The nurse put her in a wheelchair and took her to the emergency room, where the attending physician asked Penix to evaluate her.

Penix called for an MRI and other testing for Adams circulation and ultimately diagnosed her with benign positional vertigo and migraine, and ordered her to follow up with an eye, ear, nose and throat doctor.

She also began consulting with McDonald who—like Adams—worked for Longstreet Clinic P.C.

McDonald treated Adams for migraines for several months until September 2013, when she had another spell of dizziness, headache and blurred vision, along with tingling and numbness on her right side.

She once again went to the ER at Northeast Georgia, where the attending physician suspected she might have had a stroke and ordered an echocardiogram that revealed a tumor in the left ventricle of her heart.

The tumor was surgically removed, but Adams' stroke caused brain damage, leaving her with only half her vision in each eye, memory and processing difficulties, headaches and a seizure disorder.

Matt Cook, Cook Law Group in Gainsville. Matt Cook, Cook Law Group, Gainesville, Georgia

Cook said that Adams eventually returned to work at Longstreet part-time but was only able to put in about 20 percent of the hours she had formerly worked. In what Cook conceded was an awkward arrangement, she remained there until early this year, even as her case against her employer and co-worker was pending.

Adams sued McDonald and his practice, Longstreet, along with Penix and his employer, Northeast Georgia Physicians Group, in Fulton County State Court.

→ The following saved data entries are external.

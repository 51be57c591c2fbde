//! Delegated authentication against the store's auth API.
//!
//! Credentials never touch our own storage: sign-in exchanges email and
//! password for an access token, and every later request is checked by
//! asking the auth API who the token belongs to.

use serde::{Deserialize, Serialize};
use serde_json::json;
use tracing::{info, warn};

use super::{StoreClient, StoreError, StoreResult};

#[derive(Debug, Clone, PartialEq, Serialize, Deserialize)]
pub struct User {
    pub id: String,
    #[serde(default)]
    pub email: Option<String>,
}

/// Token pair returned by a successful sign-in.
#[derive(Debug, Clone, Serialize, Deserialize)]
pub struct Session {
    pub access_token: String,
    #[serde(default)]
    pub refresh_token: Option<String>,
    #[serde(default)]
    pub expires_in: Option<u64>,
    pub user: User,
}

impl StoreClient {
    fn auth_url(&self, endpoint: &str) -> String {
        format!("{}/auth/v1/{}", self.base_url(), endpoint)
    }

    /// Exchange email and password for a session.
    pub async fn sign_in(&self, email: &str, password: &str) -> StoreResult<Session> {
        let request = self
            .http()
            .post(self.auth_url("token"))
            .query(&[("grant_type", "password")])
            .json(&json!({ "email": email, "password": password }));
        let response = self.authorize(request).send().await?;
        let response = Self::check(response).await?;
        let session: Session = response.json().await?;

        info!("User {} signed in", session.user.id);
        Ok(session)
    }

    /// Revoke the session this client carries.
    pub async fn sign_out(&self) -> StoreResult<()> {
        let request = self.http().post(self.auth_url("logout"));
        let response = self.authorize(request).send().await?;
        Self::check(response).await?;
        Ok(())
    }

    /// The user owning this client's access token.
    ///
    /// `Ok(None)` means the token is missing, expired or revoked. Other
    /// failures (store unreachable, server errors) are returned as errors so
    /// callers can tell "signed out" from "could not check".
    pub async fn current_user(&self) -> StoreResult<Option<User>> {
        let request = self.http().get(self.auth_url("user"));
        let response = self.authorize(request).send().await?;
        match Self::check(response).await {
            Ok(response) => Ok(Some(response.json().await?)),
            Err(err) if err.is_unauthorized() => Ok(None),
            Err(StoreError::Api { status, message }) if status.is_client_error() => {
                warn!("Auth API rejected token ({}): {}", status, message);
                Ok(None)
            }
            Err(err) => Err(err),
        }
    }
}

#[cfg(test)]
mod tests {
    use super::*;
    use wiremock::matchers::{body_json, header, method, path, query_param};
    use wiremock::{Mock, MockServer, ResponseTemplate};

    fn session_body() -> serde_json::Value {
        json!({
            "access_token": "jwt-token",
            "token_type": "bearer",
            "expires_in": 3600,
            "refresh_token": "refresh",
            "user": {"id": "u1", "email": "admin@example.com", "role": "authenticated"}
        })
    }

    // ==================== Sign In Tests ====================

    #[tokio::test]
    async fn test_sign_in_success() {
        let server = MockServer::start().await;
        Mock::given(method("POST"))
            .and(path("/auth/v1/token"))
            .and(query_param("grant_type", "password"))
            .and(header("apikey", "anon"))
            .and(body_json(json!({"email": "admin@example.com", "password": "pw"})))
            .respond_with(ResponseTemplate::new(200).set_body_json(session_body()))
            .expect(1)
            .mount(&server)
            .await;

        let client = StoreClient::new(server.uri(), "anon");
        let session = client.sign_in("admin@example.com", "pw").await.unwrap();

        assert_eq!(session.access_token, "jwt-token");
        assert_eq!(session.expires_in, Some(3600));
        assert_eq!(session.user.email.as_deref(), Some("admin@example.com"));
    }

    #[tokio::test]
    async fn test_sign_in_bad_credentials() {
        let server = MockServer::start().await;
        Mock::given(method("POST"))
            .and(path("/auth/v1/token"))
            .respond_with(ResponseTemplate::new(400).set_body_json(json!({
                "error": "invalid_grant",
                "error_description": "Invalid login credentials"
            })))
            .mount(&server)
            .await;

        let client = StoreClient::new(server.uri(), "anon");
        let err = client.sign_in("admin@example.com", "wrong").await.unwrap_err();
        assert!(err.to_string().contains("Invalid login credentials"));
    }

    // ==================== Session Tests ====================

    #[tokio::test]
    async fn test_current_user_with_valid_token() {
        let server = MockServer::start().await;
        Mock::given(method("GET"))
            .and(path("/auth/v1/user"))
            .and(header("authorization", "Bearer jwt-token"))
            .respond_with(
                ResponseTemplate::new(200).set_body_json(json!({"id": "u1", "email": null})),
            )
            .mount(&server)
            .await;

        let client = StoreClient::new(server.uri(), "anon").with_access_token("jwt-token");
        let user = client.current_user().await.unwrap().unwrap();
        assert_eq!(user.id, "u1");
        assert!(user.email.is_none());
    }

    #[tokio::test]
    async fn test_current_user_with_expired_token() {
        let server = MockServer::start().await;
        Mock::given(method("GET"))
            .and(path("/auth/v1/user"))
            .respond_with(
                ResponseTemplate::new(401).set_body_json(json!({"msg": "invalid JWT"})),
            )
            .mount(&server)
            .await;

        let client = StoreClient::new(server.uri(), "anon").with_access_token("old");
        assert!(client.current_user().await.unwrap().is_none());
    }

    #[tokio::test]
    async fn test_current_user_server_error_is_propagated() {
        let server = MockServer::start().await;
        Mock::given(method("GET"))
            .and(path("/auth/v1/user"))
            .respond_with(ResponseTemplate::new(503))
            .mount(&server)
            .await;

        let client = StoreClient::new(server.uri(), "anon").with_access_token("jwt");
        assert!(client.current_user().await.is_err());
    }

    #[tokio::test]
    async fn test_sign_out() {
        let server = MockServer::start().await;
        Mock::given(method("POST"))
            .and(path("/auth/v1/logout"))
            .and(header("authorization", "Bearer jwt-token"))
            .respond_with(ResponseTemplate::new(204))
            .expect(1)
            .mount(&server)
            .await;

        let client = StoreClient::new(server.uri(), "anon").with_access_token("jwt-token");
        client.sign_out().await.unwrap();
    }
}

The defendants moved for summary judgment, arguing that the two-year statute of limitations for medical malpractice barred the lawsuit.

State Court Chief Judge Diane Bessen agreed and dismissed the case, but the Court of Appeals ruled last year that there was “conflicting evidence” as to whether Adams had suffered a brain injury from the earlier event and whether she might have, indeed, been experiencing migraines until she had the stroke.

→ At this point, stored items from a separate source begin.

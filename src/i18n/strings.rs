/// Fixed user-facing strings that do not come from the content store
///
/// Editable labels (portfolio label, section headings, ...) live in the
/// `portfolio_content` row. These are the fallbacks and status messages the
/// server itself produces.
#[derive(Debug, Clone)]
pub struct LanguageStrings {
    // ==================== Labels ====================
    /// Default brand label when the profile row has none
    pub portfolio_label: &'static str,

    /// Heading of the documentation listing
    pub docs_heading: &'static str,

    /// Text of a freshly added quick stat
    pub new_stat: &'static str,

    // ==================== Failure Messages ====================
    /// Generic failure when a page cannot be loaded
    pub load_page_failed: &'static str,

    /// Generic failure when sections cannot be loaded
    pub load_sections_failed: &'static str,

    /// Generic failure when an admin save does not go through
    pub save_failed: &'static str,

    /// Shown when a request needs a signed-in admin
    pub sign_in_required: &'static str,

    /// Shown when sign-in credentials are rejected
    pub sign_in_failed: &'static str,
}

impl LanguageStrings {
    /// Strings for a language code; unknown codes fall back to English.
    pub fn for_code(code: &str) -> &'static LanguageStrings {
        match code {
            "hy" => &ARMENIAN_STRINGS,
            "es" => &SPANISH_STRINGS,
            "ru" => &RUSSIAN_STRINGS,
            "fr" => &FRENCH_STRINGS,
            "de" => &GERMAN_STRINGS,
            _ => &ENGLISH_STRINGS,
        }
    }
}

// ==================== English Strings ====================

pub const ENGLISH_STRINGS: LanguageStrings = LanguageStrings {
    portfolio_label: "Portfolio",
    docs_heading: "Welcome to Documentation",
    new_stat: "New Stat",

    load_page_failed: "Failed to load page",
    load_sections_failed: "Failed to load sections",
    save_failed: "Failed to save changes",
    sign_in_required: "Sign in required",
    sign_in_failed: "Invalid email or password",
};

// ==================== Armenian Strings ====================

pub const ARMENIAN_STRINGS: LanguageStrings = LanguageStrings {
    portfolio_label: "Պորտֆել",
    docs_heading: "Բարի գալուստ փաստաթղթեր",
    new_stat: "Նոր վիճակագրություն",

    load_page_failed: "Չհաջողվեց բեռնել էջը",
    load_sections_failed: "Չհաջողվեց բեռնել բաժինները",
    save_failed: "Չհաջողվեց պահպանել փոփոխությունները",
    sign_in_required: "Պահանջվում է մուտք",
    sign_in_failed: "Սխալ էլ. փոստ կամ գաղտնաբառ",
};

// ==================== Spanish Strings ====================

pub const SPANISH_STRINGS: LanguageStrings = LanguageStrings {
    portfolio_label: "Portafolio",
    docs_heading: "Bienvenido a la documentación",
    new_stat: "Nueva estadística",

    load_page_failed: "No se pudo cargar la página",
    load_sections_failed: "No se pudieron cargar las secciones",
    save_failed: "No se pudieron guardar los cambios",
    sign_in_required: "Es necesario iniciar sesión",
    sign_in_failed: "Correo electrónico o contraseña no válidos",
};

// ==================== Russian Strings ====================

pub const RUSSIAN_STRINGS: LanguageStrings = LanguageStrings {
    portfolio_label: "Портфолио",
    docs_heading: "Добро пожаловать в документацию",
    new_stat: "Новая статистика",

    load_page_failed: "Не удалось загрузить страницу",
    load_sections_failed: "Не удалось загрузить разделы",
    save_failed: "Не удалось сохранить изменения",
    sign_in_required: "Требуется вход",
    sign_in_failed: "Неверный адрес электронной почты или пароль",
};

// ==================== French Strings ====================

pub const FRENCH_STRINGS: LanguageStrings = LanguageStrings {
    portfolio_label: "Portfolio",
    docs_heading: "Bienvenue dans la documentation",
    new_stat: "Nouvelle statistique",

    load_page_failed: "Impossible de charger la page",
    load_sections_failed: "Impossible de charger les sections",
    save_failed: "Impossible d'enregistrer les modifications",
    sign_in_required: "Connexion requise",
    sign_in_failed: "E-mail ou mot de passe invalide",
};

// ==================== German Strings ====================

pub const GERMAN_STRINGS: LanguageStrings = LanguageStrings {
    portfolio_label: "Portfolio",
    docs_heading: "Willkommen zur Dokumentation",
    new_stat: "Neue Statistik",

    load_page_failed: "Seite konnte nicht geladen werden",
    load_sections_failed: "Abschnitte konnten nicht geladen werden",
    save_failed: "Änderungen konnten nicht gespeichert werden",
    sign_in_required: "Anmeldung erforderlich",
    sign_in_failed: "Ungültige E-Mail-Adresse oder ungültiges Passwort",
};
/// Update the existing row, or insert the first one.
pub async fn save(store: &StoreClient, content: PortfolioContent) -> ContentResult<PortfolioContent> {
    let mut content = content.normalize()?;

    let existing_id = match content.id.take() {
        Some(id) => Some(id),
        None => fetch(store).await?.and_then(|row| row.id),
    };

    let saved = match existing_id {
        Some(id) => {
            let rows: Vec<PortfolioContent> = store
                .update(&Query::table(TABLE).eq("id", &id), &content)
                .await?;
            rows.into_iter()
                .next()
                .ok_or(ContentError::NotFound("portfolio content"))?
        }
        None => store.insert(TABLE, &content).await?,
    };

    info!("Saved portfolio content");
    Ok(saved)
}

“A jury must decide the cause of the intervening symptoms Kelly Adams experienced between the January and September [incidents] to ascertain whether or not the statute of limitations bars her claims,” the opinion said.

During the trial that began May 20, Bailey said the co-defendants presented a united defense and argued there was no violation of the standard of care.

Key plaintiffs' experts included neurologist John Rothrock of the George Washington University School of Medicine & Health Sciences, cardiologist Tom Thomas of Vanderbilt University and economist Frank Adams, formerly of Kennesaw State University, Cook said.

Defense experts included neurologists Jay Schecter with the Harbin Clinic in Rome, and Robert J. Adams from Charleston, South Carolina.

During closing arguments, Cook said he asked for damages between $9 million and $15 million.

“We gave then a range of special damages for her lost wages claim; she was only a year into her practice when this happened,” he said.  

Evidence closed Thursday afternoon, and the jury returned Friday morning to begin deliberations.

They returned with a straight defense verdict after about three hours.

“That was pretty fast for a complex medical malpractice case,” Bailey said.

Afterward, jurors said they were “troubled” by the fact that Adams kept working for Longstreet for so many years and they had indicated that 10 of the 12 panelists voted for the defense from the outset, Bailey said.

He also said the bottom end of the high-low struck while the jury was out “was about the same amount we had offered in an offer of judgment a couple of months before trial, so we felt very good about the outcome.”